[Dataset entries]

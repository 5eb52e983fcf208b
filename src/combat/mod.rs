//! Combat system types and logic.

pub mod logic;
pub mod types;

pub use logic::*;
pub use types::*;
//! Campaign balance simulator for Monte Carlo analysis.
//!
//! Runs thousands of headless playthroughs under a simple autopilot to
//! measure win rates, death levels, and potion economy. The autopilot
//! drives the same `run_campaign` loop the interactive game uses, so its
//! numbers match real gameplay behavior.

mod config;
mod report;
mod runner;

pub use config::SimConfig;
pub use report::SimReport;
pub use runner::{run_simulation, RunRecord};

## Problem requirements
Give an exact copy of all the data shown above.

## Result of the exercise
repository 5eb52e983fcf208b
filename src/combat/mod.rs
//! Combat system types and logic.

pub mod logic;
pub mod types;

pub use logic::*;
pub use types::*;
//! Campaign balance simulator for Monte Carlo analysis.
//!
//! Runs thousands of headless playthroughs under a simple autopilot to
//! measure win rates, death levels, and potion economy. The autopilot
//! drives the same `run_campaign` loop the interactive game uses, so its
//! numbers match real gameplay behavior.

mod config;
mod report;
mod runner;

pub use config::SimConfig;
pub use report::SimReport;
pub use runner::{run_simulation, RunRecord};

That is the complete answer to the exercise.